Dengan gaun barunya, Ibu memang terlihat cantik meski usianya telah memasuki angka tujuh puluh.
“Kain dan pilihan warnanya pas,” puji Mas Bisma. Dalam hal ini aku setuju dengan kakakku ini. Intuisi seninya lebih kuat dibanding intuisi seniku—talenta yang diwarisinya dari Ibu.
Mendapat pujian dari Mas Bisma, Ibu mengusap gaun barunya.
“Tante Tuti ikut memilihkan warnanya. Kebetulan, waktu Mbak Mar kemari, Tante Tuti ada di sini. Jadi, dia sekalian menjahitkan gaun baru. Warna ini pilihan tante kalian,” terang Ibu. “Waktu itu, Tante Tuti bilang, ‘Udah, Mbak, warna ini aja. Pasti Probo dan Bisma suka.’.”
“Benar, Bu. Tante Tuti nggak salah pilih. Ibu cantik sekali dengan warna itu,” pujiku.
“Gaun Tante Tuti motifnya juga seperti ini?” sela Mas Bisma.
Ibu termenung sejenak, mencoba mengingat. “Sedikit lebih tua warnanya. Katanya, sudah lama ia menunggu acara ini, makanya dia pesan gaun khusus, dia pengin tampil ceria meski usia sudah tidak muda.”

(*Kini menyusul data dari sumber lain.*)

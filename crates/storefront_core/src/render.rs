//! HTML rendering for the storefront page.
//!
//! Every piece of dynamic text reaches the markup through [`Escaped`]; no renderer
//! interpolates a raw `&str`.

use std::fmt;

use shared::{
    domain::{CartSummaryRow, ChatMessage, ChatRole, ContactField, Notice, NoticeLevel, Product},
    protocol::StorefrontView,
};

pub const EMPTY_CART_TEXT: &str = "Your cart is empty.";

/// Display adapter that HTML-encodes its contents.
#[derive(Debug, Clone, Copy)]
pub struct Escaped<'a>(pub &'a str);

impl fmt::Display for Escaped<'_> {
    fn fmt(&self, f: &mut fmt::Formatter<'_>) -> fmt::Result {
        let mut start = 0;
        for (index, ch) in self.0.char_indices() {
            let replacement = match ch {
                '&' => "&amp;",
                '<' => "&lt;",
                '>' => "&gt;",
                '"' => "&quot;",
                '\'' => "&#39;",
                _ => continue,
            };
            f.write_str(&self.0[start..index])?;
            f.write_str(replacement)?;
            start = index + ch.len_utf8();
        }
        f.write_str(&self.0[start..])
    }
}

pub fn escape_html(input: &str) -> String {
    Escaped(input).to_string()
}

/// One card per product, in catalog order, each with a single add control.
pub fn render_catalog(products: &[Product]) -> String {
    products.iter().map(render_product_card).collect()
}

fn render_product_card(product: &Product) -> String {
    let id = Escaped(product.id.as_str());
    let name = Escaped(&product.name);
    format!(
        r#"<div class="product-card">
  <div class="card-image-wrapper"><img src="{image}" alt="{name}" class="product-image"></div>
  <div class="product-content">
    <div class="product-tag">New Arrival</div>
    <h3>{name}</h3>
    <p class="product-desc">{description}</p>
    <div class="product-footer">
      <span class="price">{price}</span>
      <form method="post" action="/cart/items">
        <input type="hidden" name="product_id" value="{id}">
        <button type="submit" class="add-to-cart-btn" data-product-id="{id}">Add to Bag</button>
      </form>
    </div>
  </div>
</div>
"#,
        image = Escaped(&product.image),
        description = Escaped(&product.description),
        price = Escaped(&product.price),
    )
}

pub fn render_cart_summary(rows: &[CartSummaryRow]) -> String {
    if rows.is_empty() {
        return format!(r#"<p class="cart-empty">{EMPTY_CART_TEXT}</p>"#);
    }
    rows.iter()
        .map(|row| {
            format!(
                r#"<div class="cart-item"><span class="cart-item-name">{}</span><span class="cart-item-badge">×{}</span></div>
"#,
                Escaped(&row.name),
                row.count
            )
        })
        .collect()
}

pub fn render_transcript(messages: &[ChatMessage]) -> String {
    messages.iter().map(render_chat_message).collect()
}

fn render_chat_message(message: &ChatMessage) -> String {
    let role = match message.role {
        ChatRole::User => "user",
        ChatRole::Bot => "bot",
    };
    if message.is_pending() {
        return format!(
            r#"<div class="chat-message {role} loading" data-message-id="{id}"><div class="message-content"><p class="pending">{text}</p></div></div>
"#,
            id = message.id.0,
            text = Escaped(&message.text),
        );
    }
    let sources = message
        .sources
        .as_deref()
        .map(|sources| {
            format!(
                r#"<div class="message-sources"><strong>Source:</strong> {}</div>"#,
                Escaped(sources)
            )
        })
        .unwrap_or_default();
    format!(
        r#"<div class="chat-message {role}" data-message-id="{id}"><div class="message-content"><p>{text}</p>{sources}</div></div>
"#,
        id = message.id.0,
        text = Escaped(&message.text),
    )
}

pub fn render_contact_form(fields: &[ContactField]) -> String {
    let inputs: String = fields
        .iter()
        .map(|field| {
            let name = Escaped(&field.name);
            let value = Escaped(&field.value);
            if field.name == "message" {
                format!(
                    r#"<label>{name}<textarea name="{name}">{value}</textarea></label>
"#
                )
            } else {
                format!(
                    r#"<label>{name}<input type="text" name="{name}" value="{value}"></label>
"#
                )
            }
        })
        .collect();
    format!(
        r#"<form id="contact-form" method="post" action="/contact">
{inputs}<button type="submit">Send Message</button>
</form>
"#
    )
}

fn render_notice(notice: &Notice) -> String {
    let level = match notice.level {
        NoticeLevel::Info => "info",
        NoticeLevel::Error => "error",
    };
    format!(
        r#"<div class="notice notice-{level}" role="alert">{}</div>
"#,
        Escaped(&notice.text)
    )
}

/// Full document for the current state. Pending inquiries add a short meta refresh
/// so the resolved answer shows up without scripting.
pub fn render_page(view: &StorefrontView) -> String {
    let refresh = if view.transcript.iter().any(ChatMessage::is_pending) {
        r#"<meta http-equiv="refresh" content="2">"#
    } else {
        ""
    };
    let flash = view.flash.as_ref().map(render_notice).unwrap_or_default();
    let chat_class = if view.chat_open {
        "chat-panel open"
    } else {
        "chat-panel"
    };
    let cart_hidden = if view.cart_visible { "" } else { " hidden" };

    format!(
        r#"<!DOCTYPE html>
<html lang="en">
<head>
<meta charset="utf-8">
<title>Procurement Storefront</title>
{refresh}
</head>
<body>
<header>
  <form method="post" action="/chat/toggle"><button type="submit" id="ask-procurement-btn">Ask Procurement</button></form>
</header>
{flash}<main>
<section id="catalog-grid">
{catalog}</section>
<section id="contact">
{contact}</section>
</main>
<aside id="chat-panel" class="{chat_class}">
  <form method="post" action="/chat/toggle"><button type="submit" id="close-chat-btn">Close</button></form>
  <div id="chat-conversation">
{transcript}  </div>
  <form method="post" action="/chat/questions">
    <textarea id="chat-question" name="question">{draft}</textarea>
    <button type="submit" id="send-chat-btn">Send</button>
  </form>
</aside>
<div id="cart-modal" class="modal-overlay"{cart_hidden}>
  <form method="post" action="/cart/overlay"><button type="submit" class="overlay-dismiss" name="target" value="background"></button></form>
  <div class="modal-content">
    <form method="post" action="/cart/close"><button type="submit" id="close-cart-modal-btn">Close</button></form>
    <div id="cart-items">
{cart}</div>
    <form method="post" action="/justifications"><button type="submit" id="generate-justification-btn">Generate Justification</button></form>
  </div>
</div>
</body>
</html>
"#,
        catalog = render_catalog(&view.products),
        contact = render_contact_form(&view.contact_fields),
        transcript = render_transcript(&view.transcript),
        draft = Escaped(&view.question_draft),
        cart = render_cart_summary(&view.cart_summary),
    )
}

#[cfg(test)]
#[path = "tests/render_tests.rs"]
mod tests;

Kami jadi merasa bersalah, terlebih lagi aku, karena ini memang acaraku. Tapi, aku tak mengharapkan penyambutan seperti ini, bisa bertemu dan berkumpul saja aku sudah senang…tak perlu repot menyiapkan pakaian baru segala. Aku bukan pejabat, bukan orang penting, apalagi artis yang haus disambut dengan penuh gemerlap.
“Kamu seperti tidak tahu tantemu saja, Probo. Kalau sudah buat kalian, apa saja akan dia jalani.” Ibu menghela napas pendek, “Sudah lama dia tak bertemu kamu, makanya dia ngotot mau menjahitkan gaun barunya itu.”
Kami berdua berpandangan, Tante Tuti…Tante Tuti…, begitu batin kami.
***
Jam menunjukkan pukul 18.30. Terdengar suara mobil perlahan memasuki halaman rumah. Oca melonjak-lonjak di gendongan Mas Bisma, mulutnya tak henti memanggil-manggil “Eyang Tuti…Eyang Tuti….”
“Bu, Mas Bisma…,” bisikku lirih sambil kurentangkan tanganku.
Sekilas Ibu dan Mas Bisma memperhatikanku, lalu keduanya mengangguk memberi keyakinan padaku. Mas Bisma menepuk bahuku, Ibu membuka pintu kamar dan mengajak kami keluar dari kamar—menuju ruang tamu.
Di ambang pintu ruang tamu, aku menghentikan langkahku.
“Ibu…”
Sejumlah tamu sudah ada di sana. Semua mata tiba-tiba serasa tertuju kepadaku. Sementara, di teras rumah beberapa orang tampak sibuk mengurus ini-itu. Ibu tampaknya memahami kegalauan yang mendadak menyergapku itu. Dengan lembut, Ibu mengelus punggungku dan menyilakanku memasuki ruang tamu.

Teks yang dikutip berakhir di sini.